Vol5- SS13- Reading 38- Pg154- Q.4 I don’t quite follow the solution. so if in 1 year, we are overpaying by .952, how does it increase to 1.01866? from where do we get the figure of 1.070024? and then how the total accumulative payment becomes .97066 in year 2…the interest payment thing is a bit confusing.can anyone help?

you just carry forward the over/under-payments at each settlement date by the implied forward interest rates using the spot rates given. After you carry the 0.952 overpayment forward, net it out with the 2nd year’s over/under payment, then carry that number forward by the next forward interest rate. In the end the over/under payment should net to zero. Sorry for the lack of specificity, i’m working from memory.

thanks for replying but i’m afraid i still don’t follow. i mean i get it that u have to net it out with the 2nd yr’s over/under payment but i don’t understand how they calculate the implied forward interest rates in the solution. anyone?

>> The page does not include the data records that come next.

use std::fs::{self, File, OpenOptions};
use std::io;
use std::path::Path;
use std::sync::Mutex;

use tracing_subscriber::{EnvFilter, layer::SubscriberExt, util::SubscriberInitExt};

use crate::config::LogSettings;

/// Install the global subscriber writing to the configured log file.
///
/// Stdout belongs to the TUI, so without a file nothing is logged.
/// `RUST_LOG` takes precedence over the configured level.
pub fn init_logging(settings: &LogSettings) {
    let Some(path) = settings.file.as_deref() else {
        return;
    };

    let file = match open_log_file(path) {
        Ok(f) => f,
        Err(e) => {
            eprintln!("mixtape: cannot open log file {}: {e}", path.display());
            return;
        }
    };

    let filter = EnvFilter::try_from_default_env()
        .or_else(|_| EnvFilter::try_new(&settings.level))
        .unwrap_or_else(|_| EnvFilter::new("info"));

    let _ = tracing_subscriber::registry()
        .with(filter)
        .with(
            tracing_subscriber::fmt::layer()
                .with_writer(Mutex::new(file))
                .with_ansi(false),
        )
        .try_init();
}

/// Open `path` for appending, creating missing parent directories.
pub(super) fn open_log_file(path: &Path) -> io::Result<File> {
    if let Some(parent) = path.parent().filter(|p| !p.as_os_str().is_empty()) {
        fs::create_dir_all(parent)?;
    }
    OpenOptions::new().create(true).append(true).open(path)
}
//! Error types for playback.

use thiserror::Error;

/// Why a play request was rejected by the playback handle.
///
/// Carries rendered messages rather than the underlying errors so it can be
/// sent across the audio thread boundary and compared in tests.
#[derive(Debug, Clone, PartialEq, Eq, Error)]
pub enum PlayError {
    /// Play was requested with nothing bound.
    #[error("no source bound")]
    NoSource,

    /// The audio output device could not be opened.
    #[error("audio output unavailable: {0}")]
    Output(String),

    /// A local file could not be opened.
    #[error("failed to open {locator}: {reason}")]
    Open { locator: String, reason: String },

    /// A remote source could not be downloaded.
    #[error("failed to fetch {locator}: {reason}")]
    Fetch { locator: String, reason: String },

    /// The bytes could not be decoded as audio.
    #[error("failed to decode {locator}: {reason}")]
    Decode { locator: String, reason: String },
}
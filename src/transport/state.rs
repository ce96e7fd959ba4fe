use std::time::Duration;

use serde::{Deserialize, Serialize};

use crate::playlist::TrackId;

/// Observable playback state. Only the transport controller writes it.
#[derive(Debug, Clone, PartialEq, Serialize, Deserialize)]
pub struct PlayerState {
    pub(super) current: Option<TrackId>,
    pub(super) playing: bool,
    /// Whole seconds.
    pub(super) elapsed: u64,
    /// Whole seconds; zero until metadata is known.
    pub(super) duration: u64,
    pub(super) volume: f32,
}

impl Default for PlayerState {
    fn default() -> Self {
        Self {
            current: None,
            playing: false,
            elapsed: 0,
            duration: 0,
            volume: 1.0,
        }
    }
}

impl PlayerState {
    /// Id of the active track. Non-owning: it may point at nothing once the
    /// track leaves the playlist, until the controller clears it.
    pub fn current(&self) -> Option<TrackId> {
        self.current
    }

    pub fn is_playing(&self) -> bool {
        self.playing
    }

    pub fn elapsed(&self) -> Duration {
        Duration::from_secs(self.elapsed)
    }

    pub fn duration(&self) -> Duration {
        Duration::from_secs(self.duration)
    }

    pub fn volume(&self) -> f32 {
        self.volume
    }

    pub(super) fn clear_track(&mut self) {
        self.current = None;
        self.playing = false;
        self.elapsed = 0;
        self.duration = 0;
    }

    pub(super) fn set_elapsed(&mut self, secs: u64) {
        self.elapsed = if self.duration > 0 {
            secs.min(self.duration)
        } else {
            secs
        };
    }
}
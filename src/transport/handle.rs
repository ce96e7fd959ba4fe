//! The playback handle seam and the events it reports.

use std::time::Duration;

use crate::error::PlayError;

/// Token identifying one play request. Only the latest one counts.
#[derive(Debug, Copy, Clone, PartialEq, Eq, Hash)]
pub struct PlayRequest(pub(crate) u64);

/// Token identifying one status subscription on the handle.
#[derive(Debug, Copy, Clone, PartialEq, Eq, Hash)]
pub struct SubscriptionId(pub(crate) u64);

/// Status reported asynchronously by a playback handle.
#[derive(Debug, Clone, PartialEq)]
pub enum HandleEvent {
    /// Outcome of the play request `request`.
    PlayResolved {
        request: PlayRequest,
        outcome: Result<(), PlayError>,
    },
    /// Periodic playback position.
    Position {
        subscription: SubscriptionId,
        elapsed: Duration,
    },
    /// The bound source was loaded; `duration` is `None` when unknown.
    MetadataReady {
        subscription: SubscriptionId,
        duration: Option<Duration>,
    },
    /// The bound source played to its end.
    Ended { subscription: SubscriptionId },
}

/// A single-tenant media playback capability (one bound source at a time).
///
/// Every method returns immediately; results arrive later as `HandleEvent`s.
pub trait PlaybackHandle {
    /// Bind `source`, replacing whatever was bound before.
    fn bind_source(&mut self, source: &str);
    /// Drop the current binding.
    fn release_source(&mut self);
    /// Prepare the bound source; reports `MetadataReady` when done.
    fn load(&mut self);
    /// Start or resume playback; reports `PlayResolved` for `request`.
    fn play(&mut self, request: PlayRequest);
    fn pause(&mut self);
    fn set_position(&mut self, position: Duration);
    fn set_volume(&mut self, volume: f32);
    /// Start reporting position/metadata/end events tagged with `subscription`.
    fn subscribe(&mut self, subscription: SubscriptionId);
    /// Stop reporting events for `subscription`.
    fn unsubscribe(&mut self, subscription: SubscriptionId);
}

/// A live event subscription on a playback handle.
///
/// Not `Clone`: there is exactly one per active track, and giving it back
/// through `release` is the only way to end it.
#[derive(Debug, PartialEq, Eq)]
pub struct Subscription {
    id: SubscriptionId,
}

impl Subscription {
    pub fn acquire<H: PlaybackHandle + ?Sized>(handle: &mut H, id: SubscriptionId) -> Self {
        handle.subscribe(id);
        Self { id }
    }

    pub fn id(&self) -> SubscriptionId {
        self.id
    }

    pub fn release<H: PlaybackHandle + ?Sized>(self, handle: &mut H) {
        handle.unsubscribe(self.id);
    }
}
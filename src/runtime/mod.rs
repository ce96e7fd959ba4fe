use std::env;

use crossterm::execute;
use crossterm::terminal::{EnterAlternateScreen, LeaveAlternateScreen, disable_raw_mode, enable_raw_mode};
use ratatui::{Terminal, backend::CrosstermBackend};
use tracing::{info, warn};

use crate::app::App;
use crate::audio::AudioPlayer;

mod event_loop;
mod logging;
mod settings;
mod startup;


pub fn run() -> Result<(), Box<dyn std::error::Error>> {
    let (settings, config_problem) = settings::load_settings();
    if let Some(msg) = &config_problem {
        eprintln!("mixtape: {msg}");
    }

    logging::init_logging(&settings.log);
    if let Some(msg) = config_problem {
        warn!("{msg}");
    }

    let (audio_player, events) = AudioPlayer::spawn(settings.audio.clone());
    let mut app = App::new(audio_player, settings.audio.initial_volume);
    startup::prepare_session(&mut app, &settings, env::args().skip(1));

    enable_raw_mode()?;
    let mut stdout = std::io::stdout();
    execute!(stdout, EnterAlternateScreen)?;
    let backend = CrosstermBackend::new(stdout);
    let mut terminal = Terminal::new(backend)?;

    let run_result: Result<(), Box<dyn std::error::Error>> = (|| {
        let mut state = event_loop::EventLoopState::default();
        event_loop::run(&mut terminal, &settings, &mut app, &events, &mut state)
    })();

    disable_raw_mode()?;
    execute!(terminal.backend_mut(), LeaveAlternateScreen)?;
    terminal.show_cursor()?;

    app.transport().handle().quit();
    info!("shut down");

    run_result
}
//! Resolving a source locator into readable audio bytes.

use std::fs::File;
use std::io::{self, BufReader, Cursor, Read, Seek, SeekFrom};
use std::path::{Path, PathBuf};
use std::time::Duration;

use lofty::file::AudioFile;
use tracing::debug;
use ureq::Agent;

use crate::config::AudioSettings;
use crate::error::PlayError;

/// Where a track's audio lives.
#[derive(Debug, Clone, PartialEq, Eq)]
pub enum Locator {
    File(PathBuf),
    Remote(String),
}

impl Locator {
    pub fn parse(source: &str) -> Self {
        let source = source.trim();
        let lower = source.to_ascii_lowercase();
        if lower.starts_with("http://") || lower.starts_with("https://") {
            Self::Remote(source.to_string())
        } else if let Some(rest) = source.strip_prefix("file://") {
            Self::File(PathBuf::from(rest))
        } else {
            Self::File(PathBuf::from(source))
        }
    }

    /// A short human title for the source: file stem or last URL segment.
    pub fn suggested_title(&self) -> Option<String> {
        match self {
            Self::File(path) => path
                .file_stem()
                .and_then(|s| s.to_str())
                .filter(|s| !s.trim().is_empty())
                .map(str::to_string),
            Self::Remote(url) => {
                let path = url.split(['?', '#']).next().unwrap_or(url);
                let segment = path.trim_end_matches('/').rsplit('/').next()?;
                let stem = Path::new(segment).file_stem()?.to_str()?;
                let stem = stem.replace("%20", " ");
                (!stem.trim().is_empty()).then_some(stem)
            }
        }
    }
}

/// Seekable audio bytes, either streamed from disk or buffered in memory.
pub(super) enum SourceReader {
    File(BufReader<File>),
    Memory(Cursor<Vec<u8>>),
}

impl SourceReader {
    /// Total length of the underlying bytes.
    pub(super) fn byte_len(&self) -> io::Result<u64> {
        match self {
            Self::File(r) => r.get_ref().metadata().map(|m| m.len()),
            Self::Memory(r) => Ok(r.get_ref().len() as u64),
        }
    }
}

impl Read for SourceReader {
    fn read(&mut self, buf: &mut [u8]) -> io::Result<usize> {
        match self {
            Self::File(r) => r.read(buf),
            Self::Memory(r) => r.read(buf),
        }
    }
}

impl Seek for SourceReader {
    fn seek(&mut self, pos: SeekFrom) -> io::Result<u64> {
        match self {
            Self::File(r) => r.seek(pos),
            Self::Memory(r) => r.seek(pos),
        }
    }
}

/// Open `source`, downloading it first when it is remote.
pub(super) fn open_source(source: &str, settings: &AudioSettings) -> Result<SourceReader, PlayError> {
    match Locator::parse(source) {
        Locator::File(path) => {
            let file = File::open(&path).map_err(|e| PlayError::Open {
                locator: source.to_string(),
                reason: e.to_string(),
            })?;
            Ok(SourceReader::File(BufReader::new(file)))
        }
        Locator::Remote(url) => fetch_remote(&url, settings).map(SourceReader::Memory),
    }
}

fn fetch_remote(url: &str, settings: &AudioSettings) -> Result<Cursor<Vec<u8>>, PlayError> {
    let fetch_err = |reason: String| PlayError::Fetch {
        locator: url.to_string(),
        reason,
    };

    debug!(url, "fetching remote source");
    let agent: Agent = Agent::config_builder()
        .timeout_global(Some(Duration::from_secs(settings.fetch_timeout_secs)))
        .build()
        .into();

    let response = agent.get(url).call().map_err(|e| fetch_err(e.to_string()))?;
    let mut body = response.into_body();
    let bytes = body
        .with_config()
        .limit(settings.max_remote_bytes)
        .read_to_vec()
        .map_err(|e| fetch_err(e.to_string()))?;

    debug!(url, bytes = bytes.len(), "remote source fetched");
    Ok(Cursor::new(bytes))
}

/// Read the duration from a local file's tags/stream info.
pub(super) fn probe_duration(source: &str) -> Option<Duration> {
    let Locator::File(path) = Locator::parse(source) else {
        return None;
    };
    let tagged = lofty::read_from_path(&path).ok()?;
    let duration = tagged.properties().duration();
    (!duration.is_zero()).then_some(duration)
}
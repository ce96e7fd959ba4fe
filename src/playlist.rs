//! Playlist store: the ordered list of tracks the player cycles through.
//!
//! Insertion order is play order. The store hands out `TrackId`s and knows
//! how to walk the list circularly; it never touches playback.

mod model;
mod store;

pub use model::*;
pub use store::*;
//! Fluent constructors for conditions and actions
//!
//! ```rust
//! use tenant_rules_core::builder::{action, condition};
//!
//! let when = condition::and(vec![
//!     condition::equals("entityType", "order"),
//!     condition::greater_than("entity.total", 200),
//! ]);
//! let then = action::percentage_fee(10.0);
//! # let _ = (when, then);
//! ```

pub mod action;
pub mod condition;
//! Business rule definitions

use super::action::Action;
use super::condition::{Condition, RawCondition};
use chrono::{DateTime, Utc};
use serde::{Deserialize, Deserializer, Serialize};
use std::fmt;

/// A named, tenant-scoped policy: a condition tree plus ordered actions
#[derive(Debug, Clone, PartialEq, Serialize, Deserialize)]
pub struct BusinessRule {
    /// Stable rule ID
    pub id: String,

    /// Owning tenant; templates have none
    #[serde(default, skip_serializing_if = "Option::is_none")]
    pub tenant_id: Option<String>,

    /// Human-readable name
    pub name: String,

    /// Optional description
    #[serde(default, skip_serializing_if = "Option::is_none")]
    pub description: Option<String>,

    /// Category tag, informational only
    #[serde(default)]
    pub rule_type: RuleType,

    /// When the host intends to run the rule (e.g. `on_order_create`)
    #[serde(default, skip_serializing_if = "Option::is_none")]
    pub trigger_event: Option<String>,

    /// Root of the condition tree; `None` always matches
    #[serde(
        default,
        deserialize_with = "deserialize_conditions",
        skip_serializing_if = "Option::is_none"
    )]
    pub conditions: Option<Condition>,

    /// Applied in order when the rule matches
    #[serde(default)]
    pub actions: Vec<Action>,

    /// Lower values evaluate first
    #[serde(default)]
    pub priority: i32,

    /// Inactive rules never match
    #[serde(default = "default_active")]
    pub is_active: bool,

    #[serde(default, skip_serializing_if = "Option::is_none")]
    pub created_at: Option<DateTime<Utc>>,

    #[serde(default, skip_serializing_if = "Option::is_none")]
    pub updated_at: Option<DateTime<Utc>>,
}

fn default_active() -> bool {
    true
}

/// `null`, a missing key and `{}` all mean "no condition"
fn deserialize_conditions<'de, D>(deserializer: D) -> Result<Option<Condition>, D::Error>
where
    D: Deserializer<'de>,
{
    let raw = Option::<RawCondition>::deserialize(deserializer)?;
    Ok(raw.filter(|raw| !raw.is_blank()).map(Condition::from))
}

impl BusinessRule {
    /// Create an active rule with no conditions and no actions
    pub fn new(id: impl Into<String>, name: impl Into<String>) -> Self {
        BusinessRule {
            id: id.into(),
            tenant_id: None,
            name: name.into(),
            description: None,
            rule_type: RuleType::default(),
            trigger_event: None,
            conditions: None,
            actions: Vec::new(),
            priority: 0,
            is_active: true,
            created_at: None,
            updated_at: None,
        }
    }

    /// Set the owning tenant
    pub fn with_tenant(mut self, tenant_id: impl Into<String>) -> Self {
        self.tenant_id = Some(tenant_id.into());
        self
    }

    /// Set the description
    pub fn with_description(mut self, description: impl Into<String>) -> Self {
        self.description = Some(description.into());
        self
    }

    pub fn with_rule_type(mut self, rule_type: RuleType) -> Self {
        self.rule_type = rule_type;
        self
    }

    pub fn with_trigger_event(mut self, trigger_event: impl Into<String>) -> Self {
        self.trigger_event = Some(trigger_event.into());
        self
    }

    /// Set the root condition
    pub fn with_conditions(mut self, condition: Condition) -> Self {
        self.conditions = Some(condition);
        self
    }

    /// Append an action
    pub fn add_action(mut self, action: Action) -> Self {
        self.actions.push(action);
        self
    }

    /// Replace the action list
    pub fn with_actions(mut self, actions: Vec<Action>) -> Self {
        self.actions = actions;
        self
    }

    pub fn with_priority(mut self, priority: i32) -> Self {
        self.priority = priority;
        self
    }

    pub fn with_active(mut self, is_active: bool) -> Self {
        self.is_active = is_active;
        self
    }

    /// True if the rule belongs to `tenant_id` or to no tenant at all
    pub fn applies_to_tenant(&self, tenant_id: &str) -> bool {
        self.tenant_id.as_deref().map_or(true, |owner| owner == tenant_id)
    }
}

/// Category of a business rule
#[derive(Debug, Clone, Copy, PartialEq, Eq, Hash, Default, Serialize, Deserialize)]
#[serde(rename_all = "lowercase")]
pub enum RuleType {
    Validation,
    Calculation,
    Workflow,
    Constraint,
    /// Any other category
    #[default]
    #[serde(other)]
    Custom,
}

impl fmt::Display for RuleType {
    fn fmt(&self, f: &mut fmt::Formatter<'_>) -> fmt::Result {
        let name = match self {
            RuleType::Validation => "validation",
            RuleType::Calculation => "calculation",
            RuleType::Workflow => "workflow",
            RuleType::Constraint => "constraint",
            RuleType::Custom => "custom",
        };
        f.write_str(name)
    }
}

the overpayment of 0.952 in the first year, is sorta like a loan to the other party. That increases by 1.070024. This implied interest rate is calculated by using bootstrapping with the 1-year and 2-year forward rates (don’t have the books in front of me…but that’s what i vaguely remember…) = (1.065 ^2)/1.06 = 1.070024. so in effect, this overpayment (which is a loan from the other party’s perpective grows over one year by the implied interest rate of 7.0024. similarly the overpayment for the second year is another short loan …interest is calculated similarly. the final payment if i remember is underpayment - which is equal to the sum of the two overpayments (including the interest)…so in total the value is zero…

Just notice also that there’s a big section of the reading 38, which are optional. Any chance of having questions on that section for the exam?

No. Not if it is marked as optional. It may help you understand other sections though.